Web Letters | The Nation

The War on Women's Futures

Women and collective bargaining rights

Besides abortion rights, few commentators have noticed that limiting collective bargaining rights for public employees disproportionately affects women, since they make up the vast majority of nurses, a significant majority of teachers and a significant percentage of other public employees.

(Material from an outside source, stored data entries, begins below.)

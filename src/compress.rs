//! DEFLATE and CRC32 collaborators.
//!
//! The PNG encoder only needs `deflate(bytes, level, strategy)` and
//! `crc32(bytes)`. Both are backed by established crates; the [`Compressor`]
//! trait lets callers substitute another zlib implementation.

use miniz_oxide::deflate::core::{
    compress, create_comp_flags_from_zip_params, CompressionStrategy, CompressorOxide,
    TDEFLFlush, TDEFLStatus,
};

use crate::error::{Error, Result};

/// zlib window size; positive `window_bits` also selects the zlib wrapper.
const WINDOW_BITS: i32 = 15;

/// DEFLATE match-finding strategy.
#[derive(Debug, Clone, Copy, PartialEq, Eq, Default)]
pub enum Strategy {
    /// General-purpose LZ77 + Huffman.
    Default,
    /// Matches restricted to distance 1 (run-length).
    #[default]
    Rle,
    /// Huffman coding only, no matches.
    HuffmanOnly,
}

impl Strategy {
    fn to_miniz(self) -> i32 {
        match self {
            Strategy::Default => CompressionStrategy::Default as i32,
            Strategy::Rle => CompressionStrategy::RLE as i32,
            Strategy::HuffmanOnly => CompressionStrategy::HuffmanOnly as i32,
        }
    }
}

/// Produces a zlib stream (header, DEFLATE data, Adler-32).
pub trait Compressor {
    /// Compress `data` at `level` (0-9) with the given strategy.
    fn deflate(&self, data: &[u8], level: u8, strategy: Strategy) -> Result<Vec<u8>>;
}

/// [`Compressor`] backed by `miniz_oxide`.
///
/// Each call builds its own compressor state, so one instance can serve
/// concurrent encodes.
#[derive(Debug, Clone, Copy, Default)]
pub struct ZlibCompressor;

impl Compressor for ZlibCompressor {
    fn deflate(&self, data: &[u8], level: u8, strategy: Strategy) -> Result<Vec<u8>> {
        if level > 9 {
            return Err(Error::InvalidCompressionLevel(level));
        }
        let flags = create_comp_flags_from_zip_params(level as i32, WINDOW_BITS, strategy.to_miniz());
        let mut state = CompressorOxide::new(flags);

        let mut output = vec![0u8; (data.len() / 2).max(64)];
        let mut in_pos = 0;
        let mut out_pos = 0;
        loop {
            let (status, bytes_in, bytes_out) = compress(
                &mut state,
                &data[in_pos..],
                &mut output[out_pos..],
                TDEFLFlush::Finish,
            );
            in_pos += bytes_in;
            out_pos += bytes_out;

            match status {
                TDEFLStatus::Done => {
                    output.truncate(out_pos);
                    return Ok(output);
                }
                TDEFLStatus::Okay => {
                    // Out of room; grow and continue.
                    if output.len() - out_pos < 64 {
                        let grown = output.len() * 2;
                        output.resize(grown, 0);
                    }
                }
                other => {
                    return Err(Error::CompressionFailure(format!(
                        "deflate stopped with status {other:?} after {in_pos} of {} bytes",
                        data.len()
                    )))
                }
            }
        }
    }
}

/// CRC-32/ISO-HDLC, the checksum PNG chunks carry.
#[inline]
pub fn crc32(data: &[u8]) -> u32 {
    crc32fast::hash(data)
}
//! PNG chunk records.
//!
//! A chunk on disk is `length (4, BE) || type (4) || data || crc32 (4, BE)`
//! where the CRC covers `type || data` but not the length. [`Chunk`] stores
//! only the type and payload; length and CRC are derived at write time.

use std::borrow::Cow;

/// A four-byte chunk type tag.
pub type ChunkType = [u8; 4];

/// Image header.
pub const IHDR: ChunkType = *b"IHDR";
/// Palette.
pub const PLTE: ChunkType = *b"PLTE";
/// Palette transparency.
pub const TRNS: ChunkType = *b"tRNS";
/// Compressed image data.
pub const IDAT: ChunkType = *b"IDAT";
/// End of file.
pub const IEND: ChunkType = *b"IEND";

/// Length, type and CRC fields around the payload.
pub const CHUNK_OVERHEAD: usize = 12;

/// A chunk type plus payload.
#[derive(Debug, Clone, PartialEq, Eq)]
pub struct Chunk<'a> {
    kind: ChunkType,
    data: Cow<'a, [u8]>,
}

impl<'a> Chunk<'a> {
    /// Create a chunk from a type tag and payload.
    pub fn new(kind: ChunkType, data: impl Into<Cow<'a, [u8]>>) -> Self {
        Self {
            kind,
            data: data.into(),
        }
    }

    /// CRC32 over `type || data`.
    pub fn crc(&self) -> u32 {
        let mut hasher = crc32fast::Hasher::new();
        hasher.update(&self.kind);
        hasher.update(&self.data);
        hasher.finalize()
    }

    /// Bytes this chunk occupies once written.
    #[inline]
    pub fn encoded_len(&self) -> usize {
        CHUNK_OVERHEAD + self.data.len()
    }

    /// Append the serialized chunk to `output`.
    pub fn write_to(&self, output: &mut Vec<u8>) {
        debug_assert!(self.data.len() <= i32::MAX as usize);
        output.reserve(self.encoded_len());
        output.extend_from_slice(&(self.data.len() as u32).to_be_bytes());
        output.extend_from_slice(&self.kind);
        output.extend_from_slice(&self.data);
        output.extend_from_slice(&self.crc().to_be_bytes());
        log::trace!(
            "wrote {} chunk, {} data bytes",
            String::from_utf8_lossy(&self.kind),
            self.data.len()
        );
    }
}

Your article made reference to it, but it would be good if much more emphasis could be place on this aspect of the “War on Women” being conducted by the Republican Party with the help of some so-called Democrats.

William Morgan

Shippensburg, PA

Mar 25 2011 - 12:49pm

The War on Women's Futures

What they're afraid of

As a professional actress, I tour nationally with a 1912 script (by Suffragist Marie Jenney Howe) called “Someone Must Wash the Dishes: An Anti-Suffrage Satire.” Howe used a term now so obscure that my audiences rarely even request a definition: “Race Suicide.” Having heard Melissa Harris-Perry interviewed on NPR, and subsequently reading her column “The War on Women’s Futures,” I plan to volunteer that definition at each future performance. I knew the early-twentieth-century white majority feared woman suffrage would reduce the number of “real” Americans in proportion to the more-propagative immigrants. I hadn’t before realized how frighteningly that fear is reflected in the rhetoric of today’s Tea Party House members.